In Italian, 'bitch' is always mistranslated as 'whore', which brings a new sort of decompositional elements.

---

In English, there is a cancellability of an 'explicature', for a change. As Grice did not say:

"You hardly hear, "She is the daughter of a bitch", but the briefer (but hardly truth-conditional equivalent), "She is a bitch". On the other hand, you hear, 'son of bitches' all the time, and they tell us it's not a feminist culture".

J goes on:

"Granted Toulmin's schema is pretty dull stuff, compared to Borges or Conrad.. But probably superior to Foxnews windbag-speak (or parisian maoists)."

---- Yes, it's a neat paperback. It's good for courses in American unis to have it in their uni bookshops. "Oh, I see Toulmin's Uses of Arguments is required reading for "Informal logic" -- PHI 271 --". Sort of stuff.

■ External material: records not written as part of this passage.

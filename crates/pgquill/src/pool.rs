//! Connection pool utilities

use crate::datasource::{DataSource, PoolLimits};
use crate::db::{Db, DbConfig};
use crate::error::{DbError, DbResult};
use deadpool_postgres::{Manager, ManagerConfig, Pool, RecyclingMethod};
use std::cell::Cell;
use tokio_postgres::NoTls;
use tokio_postgres::Socket;
use tokio_postgres::tls::{MakeTlsConnect, TlsConnect};

/// A connection pool sized for its data source.
///
/// `max_open` bounds the pool size. On every checkout, idle connections past
/// `max_lifetime` are discarded and at most `max_idle` idle connections are
/// kept.
///
/// ```ignore
/// let pool = DbPool::open(&Server::new("localhost").username("app").into())?;
/// let db = pool.db().await?;
/// let users = db.table("users", &[Column::text("username")]).await;
/// ```
#[derive(Clone)]
pub struct DbPool {
    pool: Pool,
    limits: PoolLimits,
    config: DbConfig,
}

impl DbPool {
    /// Open a pool for `source` without TLS.
    ///
    /// Connections are made lazily: an unreachable server is first reported
    /// by [`DbPool::get`]. Use [`DbPool::open_checked`] to fail early.
    pub fn open(source: &DataSource) -> DbResult<Self> {
        Self::open_with_tls(source, NoTls)
    }

    /// Open a pool for `source` and check out one connection to make sure the
    /// server is reachable. The connection goes back to the pool.
    pub async fn open_checked(source: &DataSource) -> DbResult<Self> {
        let pool = Self::open(source)?;
        if let Err(e) = pool.get().await {
            tracing::warn!(
                target: "pgquill.sql",
                source = ?source,
                error = %e,
                "data source unreachable"
            );
            return Err(e);
        }
        Ok(pool)
    }

    /// Open a pool for `source` using a custom TLS connector.
    pub fn open_with_tls<T>(source: &DataSource, tls: T) -> DbResult<Self>
    where
        T: MakeTlsConnect<Socket> + Clone + Sync + Send + 'static,
        T::Stream: Sync + Send,
        T::TlsConnect: Sync + Send,
        <T::TlsConnect as TlsConnect<Socket>>::Future: Send,
    {
        let pg_config = source.pg_config()?;
        build(pg_config, tls, source.pool_limits())
    }

    /// Open a pool from a `postgres://` URL with server limits.
    pub fn from_url(database_url: &str) -> DbResult<Self> {
        let pg_config: tokio_postgres::Config = database_url
            .parse()
            .map_err(|e: tokio_postgres::Error| DbError::Connection(e.to_string()))?;
        build(pg_config, NoTls, PoolLimits::SERVER)
    }

    /// Configuration applied to every [`Db`] handed out by [`DbPool::db`].
    pub fn with_db_config(mut self, config: DbConfig) -> Self {
        self.config = config;
        self
    }

    pub fn limits(&self) -> PoolLimits {
        self.limits
    }

    /// The underlying deadpool pool.
    pub fn inner(&self) -> &Pool {
        &self.pool
    }

    /// Check out a connection.
    pub async fn get(&self) -> DbResult<deadpool_postgres::Client> {
        self.prune();
        Ok(self.pool.get().await?)
    }

    /// Check out a connection wrapped in a guarded [`Db`].
    pub async fn db(&self) -> DbResult<Db<deadpool_postgres::Client>> {
        let client = self.get().await?;
        Ok(Db::with_config(client, self.config.clone()))
    }

    fn prune(&self) {
        let lifetime = self.limits.max_lifetime;
        let max_idle = self.limits.max_idle;
        let kept = Cell::new(0usize);
        let result = self.pool.retain(|_, metrics| {
            let fresh = lifetime.is_none_or(|max| metrics.age() < max);
            let keep = fresh && kept.get() < max_idle;
            if keep {
                kept.set(kept.get() + 1);
            }
            keep
        });
        if !result.removed.is_empty() {
            tracing::debug!(
                target: "pgquill.sql",
                removed = result.removed.len(),
                retained = result.retained,
                "pruned idle connections"
            );
        }
    }
}

fn build<T>(pg_config: tokio_postgres::Config, tls: T, limits: PoolLimits) -> DbResult<DbPool>
where
    T: MakeTlsConnect<Socket> + Clone + Sync + Send + 'static,
    T::Stream: Sync + Send,
    T::TlsConnect: Sync + Send,
    <T::TlsConnect as TlsConnect<Socket>>::Future: Send,
{
    let mgr = Manager::from_config(pg_config, tls, default_manager_config());
    let pool = Pool::builder(mgr)
        .max_size(limits.max_open)
        .build()
        .map_err(|e| DbError::Pool(e.to_string()))?;
    Ok(DbPool {
        pool,
        limits,
        config: DbConfig::default(),
    })
}

fn default_manager_config() -> ManagerConfig {
    ManagerConfig {
        recycling_method: RecyclingMethod::Fast,
    }
}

Toulmin wrote other stuff. I think I once saw in a book by Toulmin an illustration of

"The cat is on the mat"

--- as per a drawing. But I have never been able to retrieve that drawing, even if I must have it somewhere (to scan) since I used it in publications and lectures. Etc.

---

And as you say, Toulmin, like Grice, contributed to the 'festschrift' for Quine, "Words and objections".

I think Toulmin was the literary executor of Hanson, too. Of "Patterns of Discovery" infame.

J goes on:

"HG Wells wrote clean, precise prose and was reportedly a bright lad though a bit....quotidian IMHE. ORwell also in that class."

Yes. Perhaps the most quotidian stuff by Orwell (ne Blair) is

"Keep the aspidistra flying"

I saw it with Bonham Carter in title role ("The Aspidistra"). It was translated in the USA as "The merry war", for some reason.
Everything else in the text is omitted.